The inspection module is jointly provided by the platform component Courier and the monitoring component, involving the following business processes:

  • Create inspection task: The platform submits an inspection-type CR to the global cluster.
  • Execute inspection task: The Courier component monitors the generation of inspection-type CRs and queries the monitoring components of each cluster for various metric data related to the inspection.
  • Write inspection results: After the Courier component completes the evaluation of each inspection item, it will write the inspection results back into the corresponding inspection CR.

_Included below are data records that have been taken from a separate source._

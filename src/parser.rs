//! Recursive descent parser turning lexer output into a value token tree

use crate::lexer::{tokenize_value, Token, TokenType};
use crate::types::{format_number, CssValue};

/// A classified unit of a parsed CSS value
#[derive(Debug, Clone, PartialEq)]
pub enum ValueToken {
    Ident(String),
    String(String),
    Url(String),
    Number(f64),
    /// Stored pre-divided by 100
    Percentage(f64),
    Dimension { value: f64, unit: String },
    Function { name: String, contents: Vec<ValueToken> },
    Symbol(String),
}

impl ValueToken {
    /// Authored spelling of the token, as shown in issues.
    /// Function arguments are not part of the term.
    pub fn term(&self) -> String {
        match self {
            ValueToken::Ident(s) | ValueToken::String(s) | ValueToken::Url(s) => s.clone(),
            ValueToken::Symbol(s) => s.clone(),
            ValueToken::Number(n) => format_number(*n),
            ValueToken::Percentage(n) => format!("{}%", format_number(n * 100.0)),
            ValueToken::Dimension { value, unit } => format!("{}{}", format_number(*value), unit),
            ValueToken::Function { name, .. } => name.clone(),
        }
    }
}

/// Parse a declaration value. `None` and empty text yield an empty list.
pub fn parse_value(value: Option<&CssValue>) -> Vec<ValueToken> {
    match value {
        None => Vec::new(),
        Some(CssValue::Text(text)) if text.trim().is_empty() => Vec::new(),
        Some(value) => Parser::new(tokenize_value(value)).parse(),
    }
}

pub struct Parser {
    tokens: Vec<Token>,
    current: usize,
}

impl Parser {
    pub fn new(tokens: Vec<Token>) -> Self {
        Self { tokens, current: 0 }
    }

    /// Parse the whole stream. An unmatched `)` ends parsing early.
    pub fn parse(&mut self) -> Vec<ValueToken> {
        self.parse_level()
    }

    /// Parse one nesting level, stopping after a `)` or at the end of input.
    fn parse_level(&mut self) -> Vec<ValueToken> {
        let mut result = Vec::new();

        while let Some(token) = self.advance() {
            if token.token_type.is_close_paren() {
                break;
            }
            let value_token = match token.token_type {
                TokenType::Ident(s) => ValueToken::Ident(s),
                TokenType::String(s) => ValueToken::String(s),
                TokenType::Url(s) => ValueToken::Url(s),
                TokenType::Number(n) => ValueToken::Number(n),
                TokenType::Percentage(n) => ValueToken::Percentage(n),
                TokenType::Dimension { value, unit } => ValueToken::Dimension { value, unit },
                TokenType::Function(name) => {
                    let contents = self.parse_level();
                    ValueToken::Function { name, contents }
                }
                TokenType::Symbol(s) => ValueToken::Symbol(s),
                TokenType::Hash(_) | TokenType::AtKeyword(_) => continue,
            };
            result.push(value_token);
        }

        result
    }

    fn advance(&mut self) -> Option<Token> {
        let token = self.tokens.get(self.current).cloned()?;
        self.current += 1;
        Some(token)
    }
}
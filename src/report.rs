//! Plain-text rendering of issues

use crate::types::{Issue, IssueKind, TargetBrowser};
use indexmap::IndexMap;
use std::fmt;

impl Issue {
    /// What the issue is about, as authored: `grid-column`, `padding: 5deg`, `<a download>`
    pub fn subject(&self) -> String {
        let property = self.property.as_deref().unwrap_or_default();
        let element = self.element.as_deref().unwrap_or_default();

        match self.kind {
            IssueKind::CssProperty => property.to_string(),
            IssueKind::CssPropertyAliases => self.alias_list(),
            IssueKind::CssValue => {
                format!("{}: {}", property, self.value.as_deref().unwrap_or_default())
            }
            IssueKind::CssValueAliases => format!("{}: {}", property, self.alias_list()),
            IssueKind::HtmlElement => format!("<{}>", element),
            IssueKind::HtmlAttribute => format!(
                "<{} {}>",
                element,
                self.attribute.as_deref().unwrap_or_default()
            ),
        }
    }

    fn alias_list(&self) -> String {
        let noun = if self.aliases.len() == 1 { "alias" } else { "aliases" };
        format!("{} {}", self.aliases.join(", "), noun)
    }

    fn is_plural(&self) -> bool {
        self.kind.is_alias_group() && self.aliases.len() > 1
    }
}

/// `Firefox 1, 2, Safari 13`: versions grouped per browser in first-seen order
pub fn format_browser_list(browsers: &[TargetBrowser]) -> String {
    let mut grouped: IndexMap<&str, (&str, Vec<&str>)> = IndexMap::new();
    for browser in browsers {
        grouped
            .entry(browser.id.as_str())
            .or_insert_with(|| (browser.display_name(), Vec::new()))
            .1
            .push(browser.version.as_str());
    }

    grouped
        .values()
        .map(|(name, versions)| format!("{} {}", name, versions.join(", ")))
        .collect::<Vec<_>>()
        .join(", ")
}

impl fmt::Display for Issue {
    fn fmt(&self, f: &mut fmt::Formatter<'_>) -> fmt::Result {
        let plural = self.is_plural();
        write!(f, "{}", self.subject())?;

        if self.invalid {
            return write!(f, " {} invalid.", if plural { "are" } else { "is" });
        }

        let mut clauses = Vec::new();

        let status = match (self.deprecated, self.experimental) {
            (true, true) => Some("deprecated and experimental"),
            (true, false) => Some("deprecated"),
            (false, true) => Some("experimental"),
            (false, false) => None,
        };
        if let Some(status) = status {
            clauses.push(format!("{} {}", if plural { "are" } else { "is" }, status));
        }

        if !self.unsupported_browsers.is_empty() {
            clauses.push(format!(
                "{} not support {}",
                if plural { "do" } else { "does" },
                format_browser_list(&self.unsupported_browsers)
            ));
        }

        write!(f, " {}.", clauses.join(" and "))
    }
}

  • View inspection results: Users can check the status and results of inspection tasks through the platform, where data will be obtained from the corresponding inspection CR.

Component Health Status

Component health status is jointly provided by the platform component Courier and the monitoring component, involving the following business processes:

  • Predefined component monitoring list: The platform has predefined two types of CRDs in the global cluster to define the list of components to be monitored and the monitoring methods:
    • ModuleHealth: Defines the components that need to be monitored and the monitoring methods.
    • ModuleHealthRecord: Defines the monitoring results of the corresponding components in each cluster.

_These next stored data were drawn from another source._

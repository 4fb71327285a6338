//! Version-range and vendor-prefix matching against compat tables

use crate::database::{CompatTable, VersionBound};
use crate::types::SupportState;
use regex::Regex;

/// Parse the longest leading decimal number of a version string.
///
/// `"69"` → 69, `"3.6"` → 3.6, `"12.1.2"` → 12.1. Strings without a numeric
/// prefix (`"preview"`, `"≤37"`) yield NaN, which fails every comparison.
pub fn parse_version(version: &str) -> f64 {
    let trimmed = version.trim_start();
    let mut end = 0;
    let mut seen_digit = false;
    let mut seen_dot = false;

    for (index, ch) in trimmed.char_indices() {
        match ch {
            '0'..='9' => seen_digit = true,
            '.' if !seen_dot => seen_dot = true,
            '+' | '-' if index == 0 => {}
            _ => break,
        }
        end = index + ch.len_utf8();
    }

    if !seen_digit {
        return f64::NAN;
    }

    let mut number = &trimmed[..end];
    if number.ends_with('.') {
        number = &number[..number.len() - 1];
    }
    number.parse().unwrap_or(f64::NAN)
}

pub struct SupportResolver {
    vendor_prefix_regex: Regex,
}

impl SupportResolver {
    pub fn new() -> Self {
        Self {
            vendor_prefix_regex: Regex::new(r"^-\w+-").expect("vendor prefix pattern is valid"),
        }
    }

    /// Leading `-vendor-` prefix of a term, if any
    pub fn vendor_prefix<'a>(&self, term: &'a str) -> Option<&'a str> {
        self.vendor_prefix_regex.find(term).map(|m| m.as_str())
    }

    /// Decide whether `browser_id` at `version` supports the term described by `table`.
    ///
    /// `last_segment` is the authored spelling of the term; its vendor prefix
    /// selects which support records apply.
    pub fn resolve_support_state(
        &self,
        browser_id: &str,
        version: &str,
        table: Option<&CompatTable>,
        last_segment: &str,
    ) -> SupportState {
        let Some(table) = table else {
            return SupportState::DataNotFound;
        };

        let Some(records) = table.support.get(browser_id) else {
            return SupportState::BrowserNotFound;
        };

        let required_prefix = self.vendor_prefix(last_segment);
        let version_number = parse_version(version);

        for record in records {
            if record.prefix.as_deref() != required_prefix {
                continue;
            }

            if record.version_added == VersionBound::Always
                && record.version_removed == VersionBound::Absent
            {
                return SupportState::Supported;
            }

            let added = record.version_added.as_float();
            let removed = record.version_removed.as_float();
            if added <= version_number && version_number < removed {
                return SupportState::Supported;
            }
        }

        SupportState::Unsupported
    }
}

impl Default for SupportResolver {
    fn default() -> Self {
        Self::new()
    }
}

  • Regularly monitor component status: Courier will watch ModuleHealth, check the specified functions, and then write the inspection results to the CR resources of ModuleHealth and ModuleHealthRecord.
  • Component status determination: Courier will request data from Kubernetes and the monitoring components to determine the actual status of the components and any existing issues.

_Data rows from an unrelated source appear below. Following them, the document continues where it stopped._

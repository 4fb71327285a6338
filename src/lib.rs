//! Web Compatibility Checker
//!
//! Reports portability problems in CSS declarations and HTML elements by
//! checking them against an MDN-style browser compatibility snapshot.
//!
//! # Features
//!
//! - CSS property and (optionally) value checks, including vendor-prefixed
//!   and alternate spellings judged together as one alias group
//! - HTML element and attribute checks with global attribute fallback
//! - Deprecated and experimental status reporting
//! - Default target browsers drawn from the snapshot's maintained releases
//!
//! # Basic Usage
//!
//! ```rust,no_run
//! use webcompat::{CheckOptions, Declaration, TargetBrowser, WebCompat, Result};
//!
//! fn main() -> Result<()> {
//!     let engine = WebCompat::load("compat-snapshot.json")?;
//!     let issues = engine.css_declaration_block_issues(
//!         &[Declaration::new("grid-column")],
//!         &[TargetBrowser::new("firefox", "1")],
//!         &CheckOptions::default(),
//!     );
//!     for issue in issues {
//!         println!("{}", issue);
//!     }
//!     Ok(())
//! }
//! ```
//!
//! # Checking Pipeline
//!
//! 1. **Load**: the snapshot becomes a case-insensitive [`CompatNode`] tree
//! 2. **Aliases**: prefixed and alternate names are injected as siblings
//! 3. **Values**: declaration values are tokenized, parsed and classified
//! 4. **Support**: each term is matched against every target browser
//! 5. **Merge**: alias spellings are folded into one issue per canonical term

pub mod alias;
pub mod classifier;
pub mod cli;
pub mod database;
pub mod engine;
pub mod error;
pub mod lexer;
pub mod parser;
pub mod report;
pub mod support;
pub mod targets;
pub mod types;

// Re-export commonly used types and functions
pub use alias::{AliasResolver, AliasStats};
pub use classifier::{Classification, ValueClassifier};
pub use cli::EnhancedCli;
pub use database::{CompatDatabase, CompatNode, CompatTable, SupportRecord, TableSource};
pub use engine::WebCompat;
pub use error::{CompatError, Result};
pub use lexer::{Lexer, Token, TokenType};
pub use parser::{parse_value, Parser, ValueToken};
pub use report::format_browser_list;
pub use support::{parse_version, SupportResolver};
pub use targets::default_target_browsers;
pub use types::*;

/// Checker version information
pub const VERSION: &str = env!("CARGO_PKG_VERSION");
pub const NAME: &str = env!("CARGO_PKG_NAME");
pub const DESCRIPTION: &str = env!("CARGO_PKG_DESCRIPTION");

/// Per-query switches
#[derive(Debug, Clone, Copy, PartialEq, Eq)]
pub struct CheckOptions {
    /// Check declaration values as well as property names
    pub css_values: bool,

    /// Report browsers the compat data has no entry for as unsupported
    pub flag_unknown_browsers: bool,
}

impl Default for CheckOptions {
    fn default() -> Self {
        Self {
            css_values: false,
            flag_unknown_browsers: true,
        }
    }
}

/// Check a JSON array of declarations
pub fn check_css_source(
    engine: &WebCompat,
    source: &str,
    browsers: &[TargetBrowser],
    options: &CheckOptions,
) -> Result<Vec<Issue>> {
    let declarations: Vec<Declaration> = serde_json::from_str(source)?;
    log::debug!("Checking {} declarations", declarations.len());
    Ok(engine.css_declaration_block_issues(&declarations, browsers, options))
}

/// Check a JSON element object, or an array of them
pub fn check_html_source(
    engine: &WebCompat,
    source: &str,
    browsers: &[TargetBrowser],
    options: &CheckOptions,
) -> Result<Vec<Issue>> {
    let value: serde_json::Value = serde_json::from_str(source)?;
    let elements: Vec<ElementInput> = if value.is_array() {
        serde_json::from_value(value)?
    } else {
        vec![serde_json::from_value(value)?]
    };

    log::debug!("Checking {} elements", elements.len());
    Ok(elements
        .iter()
        .flat_map(|input| {
            engine.html_element_issues(&input.element, &input.attributes, browsers, options)
        })
        .collect())
}
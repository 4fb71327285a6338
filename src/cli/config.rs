// FILE: src/cli/config.rs

use crate::error::{CompatError, Result};
use crate::types::TargetBrowser;
use serde::{Deserialize, Serialize};
use std::fs;

#[derive(Debug, Default, Serialize, Deserialize)]
pub struct ConfigFile {
    /// Path of the compat snapshot
    pub data: Option<String>,
    pub browsers: Option<Vec<TargetBrowser>>,
    pub css_values: Option<bool>,
    pub flag_unknown_browsers: Option<bool>,
}

pub fn load(config_path: &str) -> Result<ConfigFile> {
    let config_content = fs::read_to_string(config_path).map_err(|e| {
        CompatError::FileNotFound {
            path: format!("Config file {}: {}", config_path, e),
        }
    })?;

    let config = if config_path.ends_with(".json") {
        serde_json::from_str(&config_content)
            .map_err(|e| CompatError::format(format!("Invalid JSON config: {}", e)))?
    } else if config_path.ends_with(".toml") {
        toml::from_str(&config_content)
            .map_err(|e| CompatError::format(format!("Invalid TOML config: {}", e)))?
    } else {
        return Err(CompatError::format("Config file must be .json or .toml format"));
    };

    log::info!("Loaded configuration from {}", config_path);
    Ok(config)
}

#[cfg(test)]
mod tests {
    use super::*;
    use tempfile::TempDir;

    fn write(dir: &TempDir, name: &str, content: &str) -> String {
        let path = dir.path().join(name);
        fs::write(&path, content).unwrap();
        path.to_string_lossy().into_owned()
    }

    #[test]
    fn test_load_json_config() {
        let dir = TempDir::new().unwrap();
        let path = write(
            &dir,
            "webcompat.json",
            r#"{
                "data": "data.json",
                "browsers": [{ "id": "firefox", "version": 69 }, { "id": "safari", "version": "13" }],
                "css_values": true
            }"#,
        );

        let config = load(&path).unwrap();
        assert_eq!(config.data.as_deref(), Some("data.json"));
        assert_eq!(config.css_values, Some(true));
        assert_eq!(config.flag_unknown_browsers, None);

        let browsers = config.browsers.unwrap();
        assert_eq!(browsers[0], TargetBrowser::new("firefox", "69"));
        assert_eq!(browsers[1], TargetBrowser::new("safari", "13"));
    }

    #[test]
    fn test_load_toml_config() {
        let dir = TempDir::new().unwrap();
        let path = write(
            &dir,
            "webcompat.toml",
            r#"
data = "data.json"
flag_unknown_browsers = false

[[browsers]]
id = "chrome"
version = "77"
"#,
        );

        let config = load(&path).unwrap();
        assert_eq!(config.flag_unknown_browsers, Some(false));
        assert_eq!(config.browsers.unwrap(), vec![TargetBrowser::new("chrome", "77")]);
    }

    #[test]
    fn test_rejects_unknown_extension() {
        let dir = TempDir::new().unwrap();
        let path = write(&dir, "webcompat.yaml", "data: x");
        assert!(matches!(load(&path), Err(CompatError::InvalidFormat { .. })));
    }

    #[test]
    fn test_missing_config_file() {
        let dir = TempDir::new().unwrap();
        let path = dir.path().join("absent.json");
        assert!(matches!(
            load(&path.to_string_lossy()),
            Err(CompatError::FileNotFound { .. })
        ));
    }

    #[test]
    fn test_malformed_json_config() {
        let dir = TempDir::new().unwrap();
        let path = write(&dir, "webcompat.json", "{ \"css_values\": ");
        assert!(matches!(load(&path), Err(CompatError::InvalidFormat { .. })));
    }
}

    • Kubernetes: Checks whether the component is installed and whether the number of component replicas is normal.
    • Prometheus / VictoriaMetrics: Based on the metrics provided by each component, queries and determines whether the component can provide services normally.
  • View component health status: Users can check the health status of each component through the platform, where data will be obtained from the corresponding CR resources of ModuleHealth and ModuleHealthRecord.